Table of Contents

## When did the theory of differential geometry develop?

Since the late 1940s and early 1950s, differential geometry and the theory of manifolds has developed with breathtaking speed. It has become part of the ba- sic education of any mathematician or theoretical physicist, and with applications in other areas of science such as engineering or economics.

## Which is the fundamental object of differential geometry?

In the words of S.S. Chern, ”the fundamental objects of study in differential geome- try are manifolds.”1Roughly, an n-dimensional manifold is a mathematical object that “locally” looks like Rn. The theory of manifolds has a long and complicated history.

**Why are level sets important in differential geometry?**

Quite possibly, one reason is that for quite a while, the concept as such was mainly regarded as just a change of perspective (away from level sets in Eu- clidean spaces, towards the ‘intrinsic’ notion of manifolds).

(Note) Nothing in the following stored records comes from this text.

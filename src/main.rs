//! Cadence Engine CLI
//!
//! Estimates step cadence from recorded or piped accelerometer streams.

use anyhow::{bail, Context, Result};
use cadence_engine::{
    collector::{Axis, InputStride, ReplayCollector, StreamFormat},
    config::Config,
    core::{CadenceSession, RecordOutcome},
    VERSION,
};
use clap::{Parser, Subcommand};
use std::io::Write;
use std::path::PathBuf;
use std::sync::atomic::{AtomicBool, Ordering};
use std::sync::Arc;
use std::time::Duration;
use tracing_subscriber::{layer::SubscriberExt, util::SubscriberInitExt, EnvFilter};

#[derive(Parser)]
#[command(name = "cadence")]
#[command(version = VERSION)]
#[command(about = "Step cadence estimation from accelerometer streams", long_about = None)]
struct Cli {
    /// Log filter used when RUST_LOG is unset (defaults to the config value)
    #[arg(long, global = true)]
    log_level: Option<String>,

    /// Configuration file (defaults to the per-user config location)
    #[arg(long = "config", global = true)]
    config_file: Option<PathBuf>,

    #[command(subcommand)]
    command: Commands,
}

#[derive(clap::Args, Clone)]
struct EngineArgs {
    /// Stream format (csv or jsonl); guessed from the file extension when omitted
    #[arg(long)]
    format: Option<String>,

    /// Keep only every Nth sample
    #[arg(long)]
    stride: Option<usize>,

    /// Samples per analysis window
    #[arg(long)]
    window_size: Option<usize>,

    /// Samples between analyses
    #[arg(long)]
    update_frequency: Option<usize>,

    /// Windows of storage kept before compaction
    #[arg(long)]
    history: Option<usize>,

    /// Print each estimate as a JSON line
    #[arg(long)]
    json: bool,
}

#[derive(Subcommand)]
enum Commands {
    /// Estimate cadence over a recorded sample file
    Replay {
        /// CSV (x,y,z[,timestamp_ms]) or JSON Lines file
        file: PathBuf,

        #[command(flatten)]
        engine: EngineArgs,
    },

    /// Estimate cadence from samples piped on stdin until EOF or Ctrl+C
    Listen {
        #[command(flatten)]
        engine: EngineArgs,
    },

    /// Write a synthetic sinusoidal stream as JSON Lines to stdout
    Synth {
        /// Frequency of the simulated motion in Hz
        #[arg(long, default_value = "2.0")]
        frequency_hz: f64,

        /// Sample rate in Hz
        #[arg(long, default_value = "50.0")]
        rate_hz: f64,

        /// Duration in seconds
        #[arg(long, default_value = "60.0")]
        seconds: f64,

        /// Axis carrying the motion (x, y or z)
        #[arg(long, default_value = "x")]
        axis: String,

        /// Peak amplitude of the motion
        #[arg(long, default_value = "1.0")]
        amplitude: f64,
    },

    /// Show configuration
    Config {
        /// Save the effective configuration to the config file
        #[arg(long)]
        write: bool,
    },
}

fn main() -> Result<()> {
    let cli = Cli::parse();

    let config = match &cli.config_file {
        Some(path) => Config::load_from(path)
            .with_context(|| format!("loading configuration from {}", path.display()))?,
        None => Config::load().unwrap_or_default(),
    };

    let log_level = cli.log_level.as_deref().unwrap_or(&config.log_level);
    tracing_subscriber::registry()
        .with(EnvFilter::try_from_default_env().unwrap_or_else(|_| EnvFilter::new(log_level)))
        .with(
            tracing_subscriber::fmt::layer()
                .with_target(false)
                .with_writer(std::io::stderr),
        )
        .init();

    match cli.command {
        Commands::Replay { file, engine } => cmd_replay(config, file, engine),
        Commands::Listen { engine } => cmd_listen(config, engine),
        Commands::Synth {
            frequency_hz,
            rate_hz,
            seconds,
            axis,
            amplitude,
        } => cmd_synth(frequency_hz, rate_hz, seconds, &axis, amplitude),
        Commands::Config { write } => cmd_config(config, cli.config_file, write),
    }
}

/// Apply command-line overrides on top of the loaded configuration.
fn effective_config(mut config: Config, args: &EngineArgs) -> Result<Config> {
    if let Some(stride) = args.stride {
        config.input_stride = stride;
    }
    if let Some(window_size) = args.window_size {
        config.engine.window_size = window_size;
    }
    if let Some(update_frequency) = args.update_frequency {
        config.engine.update_frequency = update_frequency;
    }
    if let Some(history) = args.history {
        config.engine.history_count = history;
    }
    config.validate().context("invalid engine configuration")?;
    Ok(config)
}

fn cmd_replay(config: Config, file: PathBuf, args: EngineArgs) -> Result<()> {
    let config = effective_config(config, &args)?;
    let format = match &args.format {
        Some(f) => f.parse::<StreamFormat>()?,
        None => StreamFormat::from_path(&file),
    };

    let stride = InputStride::new(config.input_stride)?;
    let collector = ReplayCollector::from_file(&file, format, stride)?;

    println!("Cadence Engine v{VERSION}");
    println!("Replaying {}", file.display());
    println!();

    run(config, collector, args.json, None)
}

fn cmd_listen(config: Config, args: EngineArgs) -> Result<()> {
    let config = effective_config(config, &args)?;
    let format = match &args.format {
        Some(f) => f.parse::<StreamFormat>()?,
        None => StreamFormat::Csv,
    };

    let stdin = Box::new(std::io::BufReader::new(std::io::stdin()));
    let collector = ReplayCollector::new(stdin, format, InputStride::new(config.input_stride)?);

    // Set up Ctrl+C handler
    let running = Arc::new(AtomicBool::new(true));
    let r = running.clone();
    ctrlc::set_handler(move || {
        r.store(false, Ordering::SeqCst);
    })
    .context("setting Ctrl+C handler")?;

    eprintln!("Listening on stdin, press Ctrl+C to stop");

    run(config, collector, args.json, Some(running))
}

/// Drain the collector through the engine until it disconnects or `running` clears.
fn run(
    config: Config,
    mut collector: ReplayCollector,
    json: bool,
    running: Option<Arc<AtomicBool>>,
) -> Result<()> {
    // The engine is seeded from the first sample's timestamp, so recorded
    // streams analyse from the first cycle.
    let mut session = CadenceSession::new(config.engine.clone())?;

    tracing::info!(
        session_id = %session.log().session_id(),
        window_size = config.engine.window_size,
        update_frequency = config.engine.update_frequency,
        history_count = config.engine.history_count,
        input_stride = config.input_stride,
        "session started"
    );

    collector.start()?;
    let receiver = collector.receiver().clone();
    let stdout = std::io::stdout();

    loop {
        if let Some(ref running) = running {
            if !running.load(Ordering::SeqCst) {
                break;
            }
        }

        let sample = match receiver.recv_timeout(Duration::from_millis(100)) {
            Ok(sample) => sample,
            Err(crossbeam_channel::RecvTimeoutError::Timeout) => continue,
            Err(crossbeam_channel::RecvTimeoutError::Disconnected) => break,
        };

        match session.record_sample(sample) {
            Ok(RecordOutcome::Estimate { estimate, .. }) => {
                let mut out = stdout.lock();
                if json {
                    writeln!(out, "{}", serde_json::to_string(&estimate)?)?;
                } else {
                    writeln!(
                        out,
                        "[{}] {:.3} Hz  {:.1} bpm  axis {}{}",
                        estimate.timestamp,
                        estimate.frequency_hz,
                        estimate.bpm(),
                        estimate.axis,
                        if estimate.refined { " (refined)" } else { "" }
                    )?;
                }
            }
            Ok(_) => {}
            Err(e) => eprintln!("Warning: {e}; engine was reset"),
        }
    }

    collector.stop();
    if collector.skipped_lines() > 0 {
        eprintln!("Skipped {} malformed line(s)", collector.skipped_lines());
    }

    eprintln!();
    eprintln!("{}", session.log().summary());
    if let Some(summary) = session.summary() {
        eprintln!();
        eprintln!("{}", summary.summary());
    }

    Ok(())
}

fn cmd_synth(
    frequency_hz: f64,
    rate_hz: f64,
    seconds: f64,
    axis: &str,
    amplitude: f64,
) -> Result<()> {
    let Some(axis) = Axis::from_label(axis) else {
        bail!("unknown axis '{axis}', expected x, y or z");
    };
    if !(rate_hz > 0.0 && seconds > 0.0) {
        bail!("rate and duration must be positive");
    }

    let count = (rate_hz * seconds).round() as usize;
    let step_ms = 1000.0 / rate_hz;
    let start = cadence_engine::collector::now_millis();
    let mut out = std::io::BufWriter::new(std::io::stdout().lock());

    for i in 0..count {
        let t = i as f64 / rate_hz;
        let value = (amplitude * (2.0 * std::f64::consts::PI * frequency_hz * t).sin()) as f32;
        let mut sample = cadence_engine::SampleRecord::at(
            0.0,
            0.0,
            0.0,
            start + (i as f64 * step_ms).round() as i64,
        );
        match axis {
            Axis::X => sample.x = value,
            Axis::Y => sample.y = value,
            Axis::Z => sample.z = value,
        }
        writeln!(out, "{}", serde_json::to_string(&sample)?)?;
    }

    tracing::debug!(samples = count, %axis, "synthetic stream written");
    Ok(())
}

fn cmd_config(config: Config, path: Option<PathBuf>, write: bool) -> Result<()> {
    let path = path.unwrap_or_else(Config::config_path);

    println!("Configuration");
    println!("=============");
    println!();
    println!("Config file: {path:?}");
    println!();
    println!("{}", serde_json::to_string_pretty(&config)?);

    if write {
        config.validate()?;
        config.save_to(&path)?;
        println!();
        println!("Saved to {path:?}");
    }

    Ok(())
}
//! Descriptive statistics over a run of cadence estimates.

use crate::hz_to_bpm;
use serde::{Deserialize, Serialize};
use statrs::statistics::{Data, Median, Statistics};

/// Distribution of the estimates emitted during a session, in BPM.
#[derive(Debug, Clone, PartialEq, Serialize, Deserialize)]
pub struct CadenceSummary {
    pub count: usize,
    pub mean_bpm: f64,
    /// Sample standard deviation; zero with fewer than two estimates
    pub std_dev_bpm: f64,
    pub median_bpm: f64,
    pub min_bpm: f64,
    pub max_bpm: f64,
}

impl CadenceSummary {
    /// Summarise estimates given in Hz. Returns `None` for an empty slice.
    pub fn from_estimates(estimates_hz: &[f32]) -> Option<Self> {
        if estimates_hz.is_empty() {
            return None;
        }

        let bpm: Vec<f64> = estimates_hz.iter().map(|&hz| hz_to_bpm(hz) as f64).collect();
        let std_dev_bpm = if bpm.len() < 2 {
            0.0
        } else {
            Statistics::std_dev(bpm.iter())
        };

        Some(Self {
            count: bpm.len(),
            mean_bpm: Statistics::mean(bpm.iter()),
            std_dev_bpm,
            median_bpm: Data::new(bpm.clone()).median(),
            min_bpm: Statistics::min(bpm.iter()),
            max_bpm: Statistics::max(bpm.iter()),
        })
    }

    /// Get a summary string for display.
    pub fn summary(&self) -> String {
        format!(
            "Cadence ({} estimates):\n\
             - Mean: {:.1} bpm (sd {:.1})\n\
             - Median: {:.1} bpm\n\
             - Range: {:.1} to {:.1} bpm",
            self.count, self.mean_bpm, self.std_dev_bpm, self.median_bpm, self.min_bpm, self.max_bpm
        )
    }
}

**Which is an example of a sub branch of differential geometry?**

There are many sub- branches, for example complex geometry, Riemannian geometry, or symplectic ge- ometry, which further subdivide into sub-sub-branches. 3See e.g. the article by Scholz http://www.maths.ed.ac.uk/ aar/papers/scholz.pdf for the long list of names involved.

### Which is an example of a manifold in differential geometry?

For centuries, manifolds have been studied as subsets of Euclidean space, given for example as level sets of equations.

### Why was gauge theory important to differential geometry?

Some years later, gauge theory once again emphasized coordinate-free formulations, and provided physics motivations for more elaborate constructions such as ﬁber bundles and connections. Since the late 1940s and early 1950s, differential geometry and the theory of manifolds has developed with breathtaking speed.